Semantic Kernel describes itself as a “lightweight SDK facilitating the integration of AI Large Language Models (LLMs) with traditional programming languages.” In essence, it simplifies coding with LLMs such as GPT 3.5 & 4 using this library. As of the time of writing, Semantic Kernel SDK is only available for Python & C#.

Virtual Grocer Assistant Demo

With the collaboration of my colleagues, we dedicated about a week to constructing a demonstration making use of this library, coupled with an LLM and some Azure services, to display the potential of such an architecture in an e-commerce scenario. Our demonstration was coined the “Virtual Grocer Assistant”.

Our goal was to empower users to locate their desired shopping items via a text-based input powered by a chat like interface. For instance, the user could type: “I wish to purchase olive oil, eggs, and milk.” and the response would present the available items in the store, offering the option to add these items to their shopping cart. Additionally, we desired to incorporate a fun feature: recipe suggestions. Given the immense training data of LLMs, fulfilling such requests became significantly more feasible.

Let’s explore some example prompts:

Request a single grocery item
Request multiple grocery items
Request a specific recipe
Request an open ended recipe
Request a change to a recipe
Request a more complex set of recipes
Request a recipe and grocery items
Request something that has nothing to do with groceries or recipes
Request a grocery item and something unrelated to groceries or recipes
Showcasing a real-time inventory update
Multilingual support (Spanish) — “I want to buy olive oil”
Multilingual support (Arabic) — “I want to buy salsa”

Architecture

Now let’s unpack the architecture we used.

High level architecture diagram and flow

We opted for Blazor .NET 7 WASM as our frontend technology, hosted on an ASP.NET Web API. Then, we employed Azure’s OpenAI service, a managed platform for OpenAI’s LLMs, accessible via an API Key. The consumption charge is based on the number of tokens used. You can find more details about the pricing here: https://azure.microsoft.com/en-us/pricing/details/cognitive-services/openai-service/

Tokens, as defined by Microsoft, are “the fundamental units of text or code that an LLM AI employs to process and generate language.” Both the user’s input and the LLM’s output text are divided into these tokens for processing. GPT-4, which is the latest version at the time of writing, has made significant strides in processing human languages. In this particular demo, we used the “text-davinci-003” LLM.

We also incorporated Azure Cognitive Search to manage our product inventory. In a real-world setting, we might also use another persistent store like a relational database (Postgres / SQL Server, etc) for additional inventory information. With a structured response from our LLM, we could construct a search query for our Cognitive Search database to retrieve the available products in stock.

Lastly, we utilized Azure Blob Storage containers to house our product image data, which is then referenced by our frontend.

Prompt Engineering

Working with Large Language Models (LLMs) requires a shift in mindset — mastering Prompt Engineering is crucial. Ensuring that you’ve clearly set the expectations for the LLM before providing input to it is pivotal; otherwise, coding based on its response could prove challenging.
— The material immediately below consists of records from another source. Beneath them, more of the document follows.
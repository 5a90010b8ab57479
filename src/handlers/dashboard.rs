use axum::{
    extract::{Query, State},
    http::StatusCode,
    response::Json,
};
use axum_valid::Valid;
use common::DashboardData;
use compute::build_dashboard;
use tracing::{info, instrument, trace};

use crate::helpers::selection::{error_response, resolve_query};
use crate::schemas::{ApiResponse, AppState, DashboardQuery, ErrorResponse};

/// Selection, summary metrics and every chart in one response
#[utoipa::path(
    get,
    path = "/api/v1/dashboard",
    tag = "dashboard",
    params(DashboardQuery),
    responses(
        (status = 200, description = "Dashboard computed successfully", body = ApiResponse<DashboardData>),
        (status = 400, description = "Invalid filter input", body = ErrorResponse)
    )
)]
#[instrument(skip(state))]
pub async fn get_dashboard(
    State(state): State<AppState>,
    Valid(Query(query)): Valid<Query<DashboardQuery>>,
) -> Result<(StatusCode, Json<ApiResponse<DashboardData>>), (StatusCode, Json<ErrorResponse>)> {
    trace!("Entering get_dashboard function");
    let (resolved, options) = resolve_query(&state, &query).map_err(error_response)?;

    let dashboard = build_dashboard(&state.data, resolved, &options);
    info!(
        customers = dashboard.summary.metrics.total_customers,
        transactions = dashboard.summary.metrics.total_transactions,
        "Dashboard computed"
    );

    Ok((
        StatusCode::OK,
        Json(ApiResponse {
            data: dashboard,
            message: "Dashboard computed successfully".to_string(),
            success: true,
        }),
    ))
}
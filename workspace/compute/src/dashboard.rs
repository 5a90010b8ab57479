use common::{DashboardCharts, DashboardData, Feature, TimeBucket};
use model::SegmentationData;
use tracing::{debug, instrument};

use crate::charts::{
    DEFAULT_RADAR_FEATURES, feature_distribution, rfm_scatter, segment_donut, segment_radar,
    timeseries,
};
use crate::filter::{FilteredView, ResolvedSelection, apply_filter};
use crate::summary::compare_to_overall;

/// Chart inputs that are not part of the filter selection.
#[derive(Debug, Clone, PartialEq)]
pub struct RenderOptions {
    /// Feature shown in the histogram and box plot
    pub feature: Feature,
    pub bins: usize,
    pub bucket: TimeBucket,
    pub radar_features: Vec<Feature>,
}

impl Default for RenderOptions {
    fn default() -> Self {
        Self {
            feature: Feature::Monetary,
            bins: 30,
            bucket: TimeBucket::Month,
            radar_features: DEFAULT_RADAR_FEATURES.to_vec(),
        }
    }
}

/// Renders every chart panel from one filtered view.
pub fn render_charts(view: &FilteredView<'_>, options: &RenderOptions) -> DashboardCharts {
    DashboardCharts {
        donut: segment_donut(view),
        radar: segment_radar(view, &options.radar_features),
        scatter: rfm_scatter(view),
        distribution: feature_distribution(view, options.feature, options.bins),
        timeseries: timeseries(view, options.bucket),
    }
}

/// Runs the whole pipeline for one selection: filter, then summary and charts.
#[instrument(skip(data, resolved, options), fields(segment = %resolved.selection.segment))]
pub fn build_dashboard(
    data: &SegmentationData,
    resolved: ResolvedSelection,
    options: &RenderOptions,
) -> DashboardData {
    let view = apply_filter(data, &resolved.selection);
    let overall = FilteredView::overall(data);

    let summary = compare_to_overall(&view, &overall);
    let charts = render_charts(&view, options);

    debug!(
        customers = summary.metrics.total_customers,
        transactions = summary.metrics.total_transactions,
        "Dashboard built"
    );

    DashboardData {
        selection: resolved.selection,
        summary,
        charts,
        notices: resolved.notices,
    }
}
//! Small hand-built datasets shared by the compute tests and the HTTP tests
//! of the server crate.

use chrono::NaiveDate;
use common::Cluster;
use model::{CustomerFeatureRecord, SegmentationData, Transaction};
use rust_decimal::Decimal;

pub fn day(year: i32, month: u32, day: u32) -> NaiveDate {
    NaiveDate::from_ymd_opt(year, month, day).expect("valid fixture date")
}

/// Builds a customer record from its RFM values; the derived features are
/// filled in from them.
pub fn customer(
    id: &str,
    cluster: Cluster,
    recency: f64,
    frequency: f64,
    monetary: f64,
) -> CustomerFeatureRecord {
    let first = day(2024, 1, 1).and_hms_opt(0, 0, 0).expect("valid fixture time");
    let tenure_days = 90.0;
    CustomerFeatureRecord {
        customer_id: id.to_string(),
        recency,
        frequency,
        monetary,
        purchase_variability: monetary / 10.0,
        first_purchase: first,
        last_purchase: first + chrono::Duration::days(tenure_days as i64),
        tenure_days,
        purchases_per_day: frequency / tenure_days,
        spend_per_day: monetary / tenure_days,
        recency_ratio: recency / tenure_days,
        customer_value_score: monetary / 1000.0,
        cluster,
    }
}

fn purchase(id: &str, date: NaiveDate, cents: i64) -> Transaction {
    Transaction::on_day(id, date, Decimal::new(cents, 2), "USD")
}

/// Three customers with clusters {0, 0, 1} and monetary {100, 200, 300}, each
/// with a single purchase equal to their monetary value on consecutive days
/// from 2024-01-01.
pub fn three_customer_scenario() -> SegmentationData {
    let customers = vec![
        customer("c1", Cluster::OccasionalBuyers, 30.0, 1.0, 100.0),
        customer("c2", Cluster::OccasionalBuyers, 20.0, 1.0, 200.0),
        customer("c3", Cluster::HighValueLoyalists, 10.0, 1.0, 300.0),
    ];
    let transactions = vec![
        purchase("c1", day(2024, 1, 1), 10000),
        purchase("c2", day(2024, 1, 2), 20000),
        purchase("c3", day(2024, 1, 3), 30000),
    ];
    SegmentationData::new(transactions, customers)
}

/// Five purchases of 10, 20, 30, 40 and 50 on 2024-05-01 through 2024-05-05.
pub fn five_row_fixture() -> SegmentationData {
    let customers = vec![
        customer("x", Cluster::OccasionalBuyers, 4.0, 3.0, 90.0),
        customer("y", Cluster::HighValueLoyalists, 1.0, 2.0, 60.0),
    ];
    let transactions = vec![
        purchase("x", day(2024, 5, 1), 1000),
        purchase("y", day(2024, 5, 2), 2000),
        purchase("x", day(2024, 5, 3), 3000),
        purchase("y", day(2024, 5, 4), 4000),
        purchase("x", day(2024, 5, 5), 5000),
    ];
    SegmentationData::new(transactions, customers)
}

/// Four clustered customers over January to March 2024, plus a "ghost"
/// customer who has transactions but no feature record.
pub fn segmentation_scenario() -> SegmentationData {
    let customers = vec![
        customer("a", Cluster::OccasionalBuyers, 120.0, 2.0, 60.0),
        customer("b", Cluster::OccasionalBuyers, 90.0, 3.0, 90.0),
        customer("c", Cluster::HighValueLoyalists, 10.0, 3.0, 600.0),
        customer("d", Cluster::HighValueLoyalists, 20.0, 2.0, 400.0),
    ];
    let transactions = vec![
        purchase("a", day(2024, 1, 5), 2500),
        purchase("a", day(2024, 2, 10), 3500),
        purchase("b", day(2024, 1, 10), 3000),
        purchase("b", day(2024, 2, 20), 3000),
        purchase("b", day(2024, 3, 15), 3000),
        purchase("c", day(2024, 1, 10), 15000),
        purchase("c", day(2024, 2, 5), 15000),
        purchase("c", day(2024, 3, 1), 30000),
        purchase("d", day(2024, 1, 25), 20000),
        purchase("d", day(2024, 3, 20), 20000),
        purchase("ghost", day(2024, 2, 15), 5000),
    ];
    SegmentationData::new(transactions, customers)
}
In our demonstration, we direct our LLM via our semantic skill to anticipate either recipes, ingredients, or a combination of both, and to deliver a well-structured JSON response. We then convert a portion of this response into a Lucene query, which we run against our Azure Cognitive Service index containing our inventory data. This process enables us to merge the vast knowledge of the LLM with our private data to provide a relevant response to the end user.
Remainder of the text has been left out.